Malaysia telah menjadi tujuan utama dan favorit bagi orang Cimpu pergi merantau. Negera Jiran itu sudah bukan seperti negeri asing bagi orang Cimpu. Meski berjarak ratusan kilometer, pergi ke Malaysia dewasa ini sudah seperti pergi ke halaman rumah. Tak ada canggung dan takut bila hendak ke negeri yang terkenal dengan menara kembarnya itu.
Beberapa kawasan di Malaysia- khususnya di negara bagian Selangor seperti Paya Jaras dan Kajang sudah seperti kampung kedua buat orang Cimpu. Berada di sana seperti di kampung sendiri- tak seperti di negeri orang.
Hampir merata dalam satu keluarga di Cimpu itu ada satu-dua orang yang merantau atau setidaknya pernah ke Malaysia.

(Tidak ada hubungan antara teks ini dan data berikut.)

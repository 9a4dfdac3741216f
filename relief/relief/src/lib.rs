//! Photo to multi-color relief solids, ready for a slicer.
//!
//! This umbrella crate re-exports the relief-* crates and adds [`Relief`],
//! which runs the whole pipeline from a decoded image to print-file bytes.
//! All crates are Layer 0 (no engine dependencies) and can be used from CLI
//! tools, servers or bindings.
//!
//! # Quick Start
//!
//! ```no_run
//! use relief::prelude::*;
//!
//! # let image = PixelBuffer::filled(640, 480, [90, 140, 200, 255]);
//! let params = ReliefParams::default().with_resolution(300);
//! let relief = Relief::new(&image, params);
//!
//! for range in relief.layer_ranges() {
//!     println!("{}: layers {}-{}", range.color, range.start, range.end);
//! }
//! relief.export_to_path(ExportTarget::Bambu3mf, "portrait.bambu.3mf").unwrap();
//! ```
//!
//! # Module Organization
//!
//! - [`types`] - Colors, layer stacks, pixel buffers, indexed meshes
//! - [`palette`] - Dominant-color extraction and stack presets
//! - [`height`] - Pixel to height mapping over the extended palette
//! - [`solid`] - Surface grid, watertight extrusion, validation
//! - [`export`] - Layer changes, STL and the three 3MF flavors
//!
//! # Feature Flags
//!
//! - `serde` - Serialize and deserialize parameters and layer configs

// Safety: Deny unwrap/expect in library code. Tests may use them (workspace warns).
#![cfg_attr(not(test), deny(clippy::unwrap_used, clippy::expect_used))]
#![warn(missing_docs)]
#![warn(clippy::all)]
#![warn(clippy::pedantic)]

mod error;
mod params;
mod pipeline;

pub use error::{ReliefError, ReliefResult};
pub use params::{MAX_RESOLUTION, MIN_RESOLUTION, ReliefParams};
pub use pipeline::Relief;

// =============================================================================
// Re-exports
// =============================================================================

/// Colors, layer stacks, pixel buffers and indexed meshes.
pub use relief_types as types;

/// Dominant-color extraction and stack presets.
pub use relief_palette as palette;

/// Pixel to height mapping.
pub use relief_height as height;

/// Surface grid, watertight extrusion and validation.
pub use relief_solid as solid;

/// Layer-change calculation and print-file export.
pub use relief_export as export;

pub use relief_export::ExportTarget;

// =============================================================================
// Prelude
// =============================================================================

/// Common imports for building reliefs.
///
/// ```
/// use relief::prelude::*;
/// ```
pub mod prelude {
    // Core types
    pub use relief_types::{
        IndexedMesh, LayerEdit, LayerSpec, LayerStack, MeshBounds, MeshTopology, PixelBuffer, Rgb,
    };
    // Stack generation and heights
    pub use relief_height::{HeightMode, HeightParams};
    pub use relief_palette::{PaletteParams, PalettePattern};
    // Geometry
    pub use relief_solid::{SolidBuilder, validate_solid};
    // Export
    pub use relief_export::{ExportOptions, ExportTarget, LayerRange, PrintSettings, ToolChange};
    // Pipeline
    pub use crate::{Relief, ReliefParams};
}

// =============================================================================
// Tests
// =============================================================================
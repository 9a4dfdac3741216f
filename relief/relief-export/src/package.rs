//! In-memory ZIP container for 3MF packages.

use std::io::{Cursor, Write};

use quick_xml::events::BytesStart;
use tracing::debug;
use zip::write::SimpleFileOptions;
use zip::{CompressionMethod, DateTime, ZipWriter};

use crate::encode::{empty_element, end_element, start_element, xml_writer};
use crate::error::ExportResult;

/// Content types shared by every 3MF package.
pub(crate) const CONTENT_TYPES_XML: &str = r#"<?xml version="1.0" encoding="UTF-8"?>
<Types xmlns="http://schemas.openxmlformats.org/package/2006/content-types">
  <Default Extension="rels" ContentType="application/vnd.openxmlformats-package.relationships+xml"/>
  <Default Extension="model" ContentType="application/vnd.ms-package.3dmanufacturing-3dmodel+xml"/>
  <Default Extension="png" ContentType="image/png"/>
</Types>"#;

/// Relationship type of the 3D model part.
pub(crate) const MODEL_RELATIONSHIP: &str =
    "http://schemas.microsoft.com/3dmanufacturing/2013/01/3dmodel";

/// Relationship type of the package thumbnail.
pub(crate) const THUMBNAIL_RELATIONSHIP: &str =
    "http://schemas.openxmlformats.org/package/2006/relationships/metadata/thumbnail";

/// Path of the model part inside the package.
pub(crate) const MODEL_PATH: &str = "3D/3dmodel.model";

/// Build a `_rels/.rels` document from `(target, type)` pairs.
pub(crate) fn relationships(entries: &[(&str, &str)]) -> ExportResult<Vec<u8>> {
    let mut buffer = Vec::new();
    let mut writer = xml_writer(&mut buffer, "UTF-8")?;
    let mut root = BytesStart::new("Relationships");
    root.push_attribute((
        "xmlns",
        "http://schemas.openxmlformats.org/package/2006/relationships",
    ));
    start_element(&mut writer, root)?;
    for (i, (target, kind)) in entries.iter().enumerate() {
        let target = format!("/{target}");
        let id = format!("rel{i}");
        let mut relationship = BytesStart::new("Relationship");
        relationship.push_attribute(("Target", target.as_str()));
        relationship.push_attribute(("Id", id.as_str()));
        relationship.push_attribute(("Type", *kind));
        empty_element(&mut writer, relationship)?;
    }
    end_element(&mut writer, "Relationships")?;
    Ok(buffer)
}

/// A ZIP archive assembled in memory.
///
/// Entry timestamps are fixed so equal inputs give equal bytes.
pub(crate) struct Package {
    zip: ZipWriter<Cursor<Vec<u8>>>,
    options: SimpleFileOptions,
}

impl Package {
    pub(crate) fn new() -> Self {
        Self {
            zip: ZipWriter::new(Cursor::new(Vec::new())),
            options: SimpleFileOptions::default()
                .compression_method(CompressionMethod::Deflated)
                .last_modified_time(DateTime::default()),
        }
    }

    /// Add one file.
    pub(crate) fn add(&mut self, name: &str, contents: &[u8]) -> ExportResult<()> {
        self.zip.start_file(name, self.options)?;
        self.zip.write_all(contents)?;
        debug!(entry = name, bytes = contents.len(), "Added package entry");
        Ok(())
    }

    /// Add the content types and relationships every 3MF reader expects.
    pub(crate) fn add_opc_parts(&mut self, relationships_xml: &[u8]) -> ExportResult<()> {
        self.add("[Content_Types].xml", CONTENT_TYPES_XML.as_bytes())?;
        self.add("_rels/.rels", relationships_xml)
    }

    /// Finish the central directory and return the archive bytes.
    pub(crate) fn finish(self) -> ExportResult<Vec<u8>> {
        Ok(self.zip.finish()?.into_inner())
    }
}

#[cfg(test)]
#[allow(clippy::unwrap_used, clippy::expect_used)]
mod tests {
    use super::*;
    use std::io::Read;
    use zip::ZipArchive;

    #[test]
    fn archive_round_trip() {
        let mut package = Package::new();
        package
            .add_opc_parts(&relationships(&[(MODEL_PATH, MODEL_RELATIONSHIP)]).unwrap())
            .unwrap();
        package.add("Metadata/note.txt", b"hello").unwrap();
        let bytes = package.finish().unwrap();

        let mut archive = ZipArchive::new(Cursor::new(bytes)).unwrap();
        assert_eq!(archive.len(), 3);
        let mut text = String::new();
        archive
            .by_name("Metadata/note.txt")
            .unwrap()
            .read_to_string(&mut text)
            .unwrap();
        assert_eq!(text, "hello");
    }

    #[test]
    fn equal_inputs_give_equal_bytes() {
        let build = || {
            let mut package = Package::new();
            package.add("a.txt", b"same").unwrap();
            package.finish().unwrap()
        };
        assert_eq!(build(), build());
    }

    #[test]
    fn relationship_ids_are_sequential() {
        let xml = relationships(&[
            (MODEL_PATH, MODEL_RELATIONSHIP),
            ("Metadata/thumbnail.png", THUMBNAIL_RELATIONSHIP),
        ])
        .unwrap();
        let xml = String::from_utf8(xml).unwrap();
        assert!(xml.contains(r#"Target="/3D/3dmodel.model" Id="rel0""#));
        assert!(xml.contains(r#"Target="/Metadata/thumbnail.png" Id="rel1""#));
    }
}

Bahkan bisa disebut, mata pencaharian orang Cimpu sebenarnya adalah bekerja di Malaysia bila pilihan pekerjaan itu ada dalam sensus dan KTP.
Anak di sekolahkan bila telah masuk usia sekolah di Cimpu. Diasuh oleh keluarga di kampung. Sementara orang tua bekerja di perantauan. Tak sedikit dari anak-anak itu rupanya berwarganegara Malaysia. Tak salah agaknya, bila mereka menganggap Malaysia sebagai negeri sendiri. Toh, nyatanya mereka adalah penduduk Malaysia.
Akan tetapi, pandemi Covid-19 yang melanda dunia dua tahun terakhir menyebab siklus itu terganggu. Banyak orang Cimpu yang pulang kampung. Mereka yang telah terbiasa hidup di rantau harus kembali membiasakan diri untuk hidup di kampung.
Biasanya yang paling terdampak adalah yang berpergian ke Malaysia menggunakan visa. Periodisasi mereka di rantau sekitar 3 bulan dan sekitar 2 minggu lebih di kampung. Setelahnya, balik lagi ke Malaysia. Begitulah siklusnya.
Malangnya, ketika Covid-19 mewabah perantau itu “terperangkap” di kampung sendiri. Akses menuju Malaysia di tutup. Terpaksalah orang yang biasa bekerja di rantau itu mencari kerja di kampung kembali.
Karena kebijakan pemerintah Malaysia yang tak membuka pelabuhan, membuat para perantau itu gamang hidup di kampung. Tak sedikit yang mencoba masuk ke Malaysia dengan cara menyelundup. Seperti dikisahkan di awal tulisan tadi. Melewati Selat Melaka dengan kapal tongkang dengan mempertaruhkan nyawa di tengah lautan. Banyak juga yang berhasil, tapi banyak juga yang gagal.
Akan tetapi, bagi yang bersabar hasilnya tak kalah manis. Sejak pelabuhan dibuka pada awal Mei 2022, orang Cimpu berangsur-angsur pergi ke Malaysia. Sempat terputus, tradisi merantau ke Malaysia kembali terjadi.
Tapi yang paling terkenang bagi saya waktu kecil bila ada keluarga yang pulang dari Malaysia adalah oleh-oleh yang dibawa pulang seperti Milo dan susu serta beberapa buah seperti lengkeng, jeruk Mandarin dan buah lainnya. Tradisi ini entah masih tetap berlanjut entah tidak. Yang pasti, kenangan waktu kecil itu sulit untuk dilupakan.